Said berharap aturan yang mulai berlaku per 1 Januari 2023 itu menjadi dasar hukum dalam penentuan UMP tahun-tahun berikutnya. Hal ini menjadi catatan pertama Partai Buruh dan KSPI terhadap permenaker tersebut.

“Tentu Permenaker 18/2021 akan menjadi dasar hukum berikutnya, jangan hanya tahun ini saja. Setidaknya hingga keluar peraturan baru, yaitu omnibus law klaster ketenagakerjaan diputuskan lain,” ujar Said dalam keterangan tertulis yang dikutip pada Senin (21/11/2022).

Catatan berikutnya, Said mengatakan Permenaker 18/2022 mesti diterjemahkan oleh dewan pengupahan di provinsi maupun kabupaten/kota sebagai dasar untuk merekomendasikan kenaikan upah minimum kepada gubernur maupun bupati/wali kota.

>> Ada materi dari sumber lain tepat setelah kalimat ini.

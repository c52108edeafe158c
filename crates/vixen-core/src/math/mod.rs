// Copyright 2025 eraflo
//
// Licensed under the Apache License, Version 2.0 (the "License");
// you may not use this file except in compliance with the License.
// You may obtain a copy of the License at
//
//     http://www.apache.org/licenses/LICENSE-2.0
//
// Unless required by applicable law or agreed to in writing, software
// distributed under the License is distributed on an "AS IS" BASIS,
// WITHOUT WARRANTIES OR CONDITIONS OF ANY KIND, either express or implied.
// See the License for the specific language governing permissions and
// limitations under the License.

//! Provides the mathematics primitives used by the engine.
//!
//! All angular functions in this module operate in **radians**.

/// A small constant for floating-point comparisons.
pub const EPSILON: f32 = 1e-5;

pub use std::f32::consts::PI;

pub mod color;
pub mod rect;
pub mod vector;

pub use self::color::LinearRgba;
pub use self::rect::Rect;
pub use self::vector::{Vec2, Vec3};

/// Clamps a value to a specified minimum and maximum range.
///
/// # Examples
///
/// ```
/// use vixen_core::math::clamp;
/// assert_eq!(clamp(1.5, 0.0, 1.0), 1.0);
/// assert_eq!(clamp(-1.0, 0.0, 1.0), 0.0);
/// assert_eq!(clamp(0.5, 0.0, 1.0), 0.5);
/// ```
#[inline]
pub fn clamp<T: PartialOrd>(value: T, min_val: T, max_val: T) -> T {
    if value < min_val {
        min_val
    } else if value > max_val {
        max_val
    } else {
        value
    }
}

/// Performs an approximate equality comparison using [`EPSILON`].
///
/// # Examples
///
/// ```
/// use vixen_core::math::{approx_eq, EPSILON};
/// assert!(approx_eq(1.0, 1.0 + EPSILON / 2.0));
/// assert!(!approx_eq(1.0, 1.0 + EPSILON * 2.0));
/// ```
#[inline]
pub fn approx_eq(a: f32, b: f32) -> bool {
    (a - b).abs() < EPSILON
}
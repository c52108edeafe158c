// Copyright 2025 eraflo
//
// Licensed under the Apache License, Version 2.0 (the "License");
// you may not use this file except in compliance with the License.
// You may obtain a copy of the License at
//
//     http://www.apache.org/licenses/LICENSE-2.0
//
// Unless required by applicable law or agreed to in writing, software
// distributed under the License is distributed on an "AS IS" BASIS,
// WITHOUT WARRANTIES OR CONDITIONS OF ANY KIND, either express or implied.
// See the License for the specific language governing permissions and
// limitations under the License.

//! Defines the error type of the rendering subsystem.

use super::GraphicsBackend;

/// An error that can occur while creating or initializing a renderer.
///
/// Draw submissions never fail; only setup does.
#[derive(Debug, thiserror::Error)]
pub enum RenderError {
    /// The requested backend cannot be created on this platform.
    #[error("the {0} backend is not available on this platform")]
    UnsupportedBackend(GraphicsBackend),
    /// `initialize` was called before a native window handle was attached.
    #[error("no native window handle has been attached to the renderer")]
    NoNativeHandle,
    /// The attached native handle cannot be used by this backend.
    #[error("the native window handle is unusable: {0}")]
    InvalidNativeHandle(String),
    /// A failure occurred during the initialization of the graphics backend.
    #[error("failed to initialize graphics backend: {0}")]
    InitializationFailed(String),
}
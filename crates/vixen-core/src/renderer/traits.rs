// Copyright 2025 eraflo
//
// Licensed under the Apache License, Version 2.0 (the "License");
// you may not use this file except in compliance with the License.
// You may obtain a copy of the License at
//
//     http://www.apache.org/licenses/LICENSE-2.0
//
// Unless required by applicable law or agreed to in writing, software
// distributed under the License is distributed on an "AS IS" BASIS,
// WITHOUT WARRANTIES OR CONDITIONS OF ANY KIND, either express or implied.
// See the License for the specific language governing permissions and
// limitations under the License.

use std::cell::RefCell;
use std::rc::Rc;

use crate::asset::{Font, Model, Texture};
use crate::math::{LinearRgba, Rect, Vec2};
use crate::platform::NativeHandle;
use crate::renderer::{GraphicsBackend, RenderError};

bitflags::bitflags! {
    /// The buffers reset by [`Renderer::clear_buffer`].
    #[derive(Debug, Clone, Copy, PartialEq, Eq, Hash)]
    pub struct ClearFlags: u32 {
        /// The color attachment, reset to the clear color.
        const COLOR = 1 << 0;
        /// The depth buffer.
        const DEPTH = 1 << 1;
        /// The stencil buffer.
        const STENCIL = 1 << 2;
    }
}

impl Default for ClearFlags {
    /// Color and depth, the per-frame clear of a typical 3D scene.
    fn default() -> Self {
        ClearFlags::COLOR | ClearFlags::DEPTH
    }
}

/// Counters describing the frame currently being recorded.
///
/// The per-frame counters are reset by [`Renderer::swap_buffers`];
/// `frame_number` and `skipped_draws` accumulate over the renderer's lifetime.
#[derive(Debug, Clone, Default, PartialEq, Eq)]
pub struct FrameStats {
    /// The number of frames presented so far.
    pub frame_number: u64,
    /// Clears issued in the current frame.
    pub clears: u32,
    /// The flags of the most recent clear, if any.
    pub last_clear: Option<ClearFlags>,
    /// 2D texture draws submitted in the current frame.
    pub texture_draws: u32,
    /// 2D text draws submitted in the current frame.
    pub text_draws: u32,
    /// Model draws submitted in the current frame.
    pub model_draws: u32,
    /// Draw submissions dropped because their input was invalid.
    pub skipped_draws: u64,
}

impl FrameStats {
    /// Total number of draws submitted in the current frame.
    pub fn draw_calls(&self) -> u32 {
        self.texture_draws + self.text_draws + self.model_draws
    }
}

/// A rendering backend.
///
/// The lifecycle is: [`attach_native_handle`](Renderer::attach_native_handle),
/// then [`initialize`](Renderer::initialize), then any number of frames
/// (clear, draws, [`swap_buffers`](Renderer::swap_buffers)), then
/// [`deinitialize`](Renderer::deinitialize).
///
/// Draw submissions are fire-and-forget. A backend skips, without failing, any
/// submission it cannot honor: calls made while uninitialized, unloaded
/// textures, empty source rectangles, empty strings and empty models.
pub trait Renderer: std::fmt::Debug {
    /// The graphics API this renderer is built on.
    fn backend(&self) -> GraphicsBackend;

    /// Sets up the backend against the attached native handle.
    ///
    /// A failure here is fatal to application startup.
    fn initialize(&mut self) -> Result<(), RenderError>;

    /// Releases the backend resources. Calling it on a renderer that is not
    /// initialized does nothing.
    fn deinitialize(&mut self);

    /// Returns `true` between a successful `initialize` and `deinitialize`.
    fn is_initialized(&self) -> bool;

    /// Sets the color used by subsequent color clears.
    fn set_clear_color(&mut self, color: LinearRgba);

    /// Resets the selected buffers for a new frame.
    fn clear_buffer(&mut self, flags: ClearFlags);

    /// Presents the completed frame.
    fn swap_buffers(&mut self);

    /// Binds the backend to a platform window. Must precede `initialize`.
    fn attach_native_handle(&mut self, handle: NativeHandle);

    /// Draws the `source` region of `texture` with its top-left corner at `position`.
    fn render_texture_2d(&mut self, texture: &dyn Texture, position: Vec2, source: Rect);

    /// Draws `text` with `font`, starting at `position`.
    fn render_text_2d(&mut self, font: &dyn Font, text: &str, position: Vec2);

    /// Draws a 3D model.
    fn render_model(&mut self, model: &dyn Model);

    /// Returns the counters of the frame being recorded.
    fn stats(&self) -> &FrameStats;
}

/// A renderer owned by the game and borrowed by the window for each frame.
pub type SharedRenderer = Rc<RefCell<dyn Renderer>>;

“Bahkan gubernur sudah diundang oleh Menaker dan Mendagri (Menteri Dalam Negeri Tito Karnavian) untuk diberikan penjelasan tentang tata cara kenaikan upah minimum 2023 sesuai Permenaker ini. Sehingga sudah clear (jelas), PP 36/2021 sudah tidak bisa lagi digunakan sebagai acuan penetapan upah minimum,” tegas Said.

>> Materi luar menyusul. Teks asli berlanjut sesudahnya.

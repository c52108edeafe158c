// Copyright 2025 eraflo
//
// Licensed under the Apache License, Version 2.0 (the "License");
// you may not use this file except in compliance with the License.
// You may obtain a copy of the License at
//
//     http://www.apache.org/licenses/LICENSE-2.0
//
// Unless required by applicable law or agreed to in writing, software
// distributed under the License is distributed on an "AS IS" BASIS,
// WITHOUT WARRANTIES OR CONDITIONS OF ANY KIND, either express or implied.
// See the License for the specific language governing permissions and
// limitations under the License.

//! Backend-agnostic input events and the keyboard and mouse state they drive.

use std::collections::HashSet;

use crate::math::Vec2;

/// A user input action, already detached from the windowing library.
#[derive(Debug, Clone, PartialEq)]
pub enum InputEvent {
    /// Key went down. Auto-repeat does not produce further presses.
    KeyPressed {
        /// Physical key name, layout independent (`"KeyA"`, `"Space"`, `"Escape"`).
        key_code: String,
    },
    /// Key went up.
    KeyReleased {
        /// Physical key name.
        key_code: String,
    },
    /// Mouse button went down.
    MouseButtonPressed {
        /// Which button.
        button: MouseButton,
    },
    /// Mouse button went up.
    MouseButtonReleased {
        /// Which button.
        button: MouseButton,
    },
    /// Cursor position in physical pixels, relative to the window's top-left corner.
    MouseMoved {
        /// Horizontal position.
        x: f32,
        /// Vertical position.
        y: f32,
    },
    /// Wheel or touchpad scroll, in lines or pixels depending on the device.
    MouseWheelScrolled {
        /// Horizontal amount.
        delta_x: f32,
        /// Vertical amount.
        delta_y: f32,
    },
}

/// A mouse button.
#[derive(Debug, Clone, Copy, PartialEq, Eq, Hash)]
pub enum MouseButton {
    /// Primary button.
    Left,
    /// Secondary button.
    Right,
    /// Wheel click.
    Middle,
    /// Side button, "back".
    Back,
    /// Side button, "forward".
    Forward,
    /// Any further button, by platform code.
    Other(u16),
}

/// The state of the keyboard, with edges for the current frame.
#[derive(Debug, Default, Clone)]
pub struct KeyboardState {
    down: HashSet<String>,
    pressed: HashSet<String>,
    released: HashSet<String>,
}

impl KeyboardState {
    /// Creates a keyboard state with no key held.
    pub fn new() -> Self {
        Self::default()
    }

    /// Records a key press. Repeated presses of a held key are ignored.
    pub fn press(&mut self, key: &str) {
        if self.down.insert(key.to_string()) {
            self.pressed.insert(key.to_string());
        }
    }

    /// Records a key release.
    pub fn release(&mut self, key: &str) {
        if self.down.remove(key) {
            self.released.insert(key.to_string());
        }
    }

    /// Returns `true` while `key` is held.
    pub fn is_down(&self, key: &str) -> bool {
        self.down.contains(key)
    }

    /// Returns `true` if `key` went down during the current frame.
    pub fn was_pressed(&self, key: &str) -> bool {
        self.pressed.contains(key)
    }

    /// Returns `true` if `key` went up during the current frame.
    pub fn was_released(&self, key: &str) -> bool {
        self.released.contains(key)
    }

    /// Iterates over every key currently held, in no particular order.
    pub fn keys_down(&self) -> impl Iterator<Item = &str> {
        self.down.iter().map(String::as_str)
    }

    /// Clears the per-frame edges.
    pub fn end_frame(&mut self) {
        self.pressed.clear();
        self.released.clear();
    }
}

/// The state of the mouse, with motion and edges for the current frame.
#[derive(Debug, Default, Clone)]
pub struct MouseState {
    position: Option<Vec2>,
    delta: Vec2,
    wheel: Vec2,
    down: HashSet<MouseButton>,
    pressed: HashSet<MouseButton>,
    released: HashSet<MouseButton>,
}

impl MouseState {
    /// Creates a mouse state with no known position and no button held.
    pub fn new() -> Self {
        Self::default()
    }

    /// Records the cursor moving to `(x, y)`.
    ///
    /// The first known position produces no motion delta.
    pub fn move_to(&mut self, x: f32, y: f32) {
        let next = Vec2::new(x, y);
        if let Some(previous) = self.position {
            self.delta = self.delta + (next - previous);
        }
        self.position = Some(next);
    }

    /// Accumulates a wheel scroll.
    pub fn scroll(&mut self, delta_x: f32, delta_y: f32) {
        self.wheel = self.wheel + Vec2::new(delta_x, delta_y);
    }

    /// Records a button press.
    pub fn press(&mut self, button: MouseButton) {
        if self.down.insert(button) {
            self.pressed.insert(button);
        }
    }

    /// Records a button release.
    pub fn release(&mut self, button: MouseButton) {
        if self.down.remove(&button) {
            self.released.insert(button);
        }
    }

    /// The last known cursor position, or the origin if the cursor never moved.
    pub fn position(&self) -> Vec2 {
        self.position.unwrap_or(Vec2::ZERO)
    }

    /// The cursor motion accumulated during the current frame.
    pub fn delta(&self) -> Vec2 {
        self.delta
    }

    /// The wheel scroll accumulated during the current frame.
    pub fn wheel(&self) -> Vec2 {
        self.wheel
    }

    /// Returns `true` while `button` is held.
    pub fn is_down(&self, button: MouseButton) -> bool {
        self.down.contains(&button)
    }

    /// Returns `true` if `button` went down during the current frame.
    pub fn was_pressed(&self, button: MouseButton) -> bool {
        self.pressed.contains(&button)
    }

    /// Returns `true` if `button` went up during the current frame.
    pub fn was_released(&self, button: MouseButton) -> bool {
        self.released.contains(&button)
    }

    /// Clears motion, wheel and button edges.
    pub fn end_frame(&mut self) {
        self.delta = Vec2::ZERO;
        self.wheel = Vec2::ZERO;
        self.pressed.clear();
        self.released.clear();
    }
}

/// Applies one input event to the keyboard or mouse state it concerns.
pub fn apply_input(event: &InputEvent, keyboard: &mut KeyboardState, mouse: &mut MouseState) {
    match event {
        InputEvent::KeyPressed { key_code } => keyboard.press(key_code),
        InputEvent::KeyReleased { key_code } => keyboard.release(key_code),
        InputEvent::MouseButtonPressed { button } => mouse.press(*button),
        InputEvent::MouseButtonReleased { button } => mouse.release(*button),
        InputEvent::MouseMoved { x, y } => mouse.move_to(*x, *y),
        InputEvent::MouseWheelScrolled { delta_x, delta_y } => mouse.scroll(*delta_x, *delta_y),
    }
}

#[cfg(test)]
mod tests {
    use super::*;

    fn key(name: &str) -> InputEvent {
        InputEvent::KeyPressed {
            key_code: name.to_string(),
        }
    }

    #[test]
    fn test_key_edges_last_one_frame() {
        let mut keyboard = KeyboardState::new();
        let mut mouse = MouseState::new();
        apply_input(&key("Space"), &mut keyboard, &mut mouse);
        assert!(keyboard.is_down("Space"));
        assert!(keyboard.was_pressed("Space"));

        keyboard.end_frame();
        assert!(keyboard.is_down("Space"));
        assert!(!keyboard.was_pressed("Space"));

        apply_input(
            &InputEvent::KeyReleased {
                key_code: "Space".to_string(),
            },
            &mut keyboard,
            &mut mouse,
        );
        assert!(!keyboard.is_down("Space"));
        assert!(keyboard.was_released("Space"));
    }

    #[test]
    fn test_repeated_press_is_not_a_new_edge() {
        let mut keyboard = KeyboardState::new();
        keyboard.press("KeyW");
        keyboard.end_frame();
        keyboard.press("KeyW");
        assert!(!keyboard.was_pressed("KeyW"));
        assert_eq!(keyboard.keys_down().collect::<Vec<_>>(), vec!["KeyW"]);
    }

    #[test]
    fn test_release_of_unheld_key_is_ignored() {
        let mut keyboard = KeyboardState::new();
        keyboard.release("KeyQ");
        assert!(!keyboard.was_released("KeyQ"));
    }

    #[test]
    fn test_mouse_motion_accumulates_per_frame() {
        let mut mouse = MouseState::new();
        mouse.move_to(10.0, 10.0);
        assert_eq!(mouse.delta(), Vec2::ZERO);
        mouse.move_to(15.0, 8.0);
        mouse.move_to(20.0, 8.0);
        assert_eq!(mouse.position(), Vec2::new(20.0, 8.0));
        assert_eq!(mouse.delta(), Vec2::new(10.0, -2.0));

        mouse.scroll(0.0, 1.0);
        mouse.scroll(0.0, 2.0);
        assert_eq!(mouse.wheel(), Vec2::new(0.0, 3.0));

        mouse.end_frame();
        assert_eq!(mouse.delta(), Vec2::ZERO);
        assert_eq!(mouse.wheel(), Vec2::ZERO);
        assert_eq!(mouse.position(), Vec2::new(20.0, 8.0));
    }

    #[test]
    fn test_mouse_buttons() {
        let mut keyboard = KeyboardState::new();
        let mut mouse = MouseState::new();
        apply_input(
            &InputEvent::MouseButtonPressed {
                button: MouseButton::Left,
            },
            &mut keyboard,
            &mut mouse,
        );
        assert!(mouse.is_down(MouseButton::Left));
        assert!(mouse.was_pressed(MouseButton::Left));
        assert!(!mouse.is_down(MouseButton::Right));

        mouse.end_frame();
        mouse.release(MouseButton::Left);
        assert!(!mouse.is_down(MouseButton::Left));
        assert!(mouse.was_released(MouseButton::Left));
    }
}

Catatan ketiga, Said menyayangkan rumus yang dipakai untuk menghitung kenaikan upah di Permenaker 18/2022 menjelimet dan ruwet. Ia menyampaikan dua alternatif rumus penghitungan kenaikan upah minimum.

Pertama, kenaikan upah minimum sama dengan inflansi plus pertumbuhan ekonomi, di mana inflansi dan pertumbuhan ekonomi yang digunakan adalah bulan Januari-Desember pada tahun berjalan. Sedangkan alternatif kedua, menghitung standar biaya hidup (living cost).

“Di mana untuk Indonesia standar biaya hidup tersebut dinamai kebutuhan hidup layak (KHL), yang terdiri dari 64 item KHL, mulai dari harga daging, beras, baju, dan seterusnya. Hasil survey kebutuhan hidup layak inilah yang dirundingkan di dewan pengupahan untuk direkomendasikan kepada bupati atau walikota maupun gubernur,” kata Said.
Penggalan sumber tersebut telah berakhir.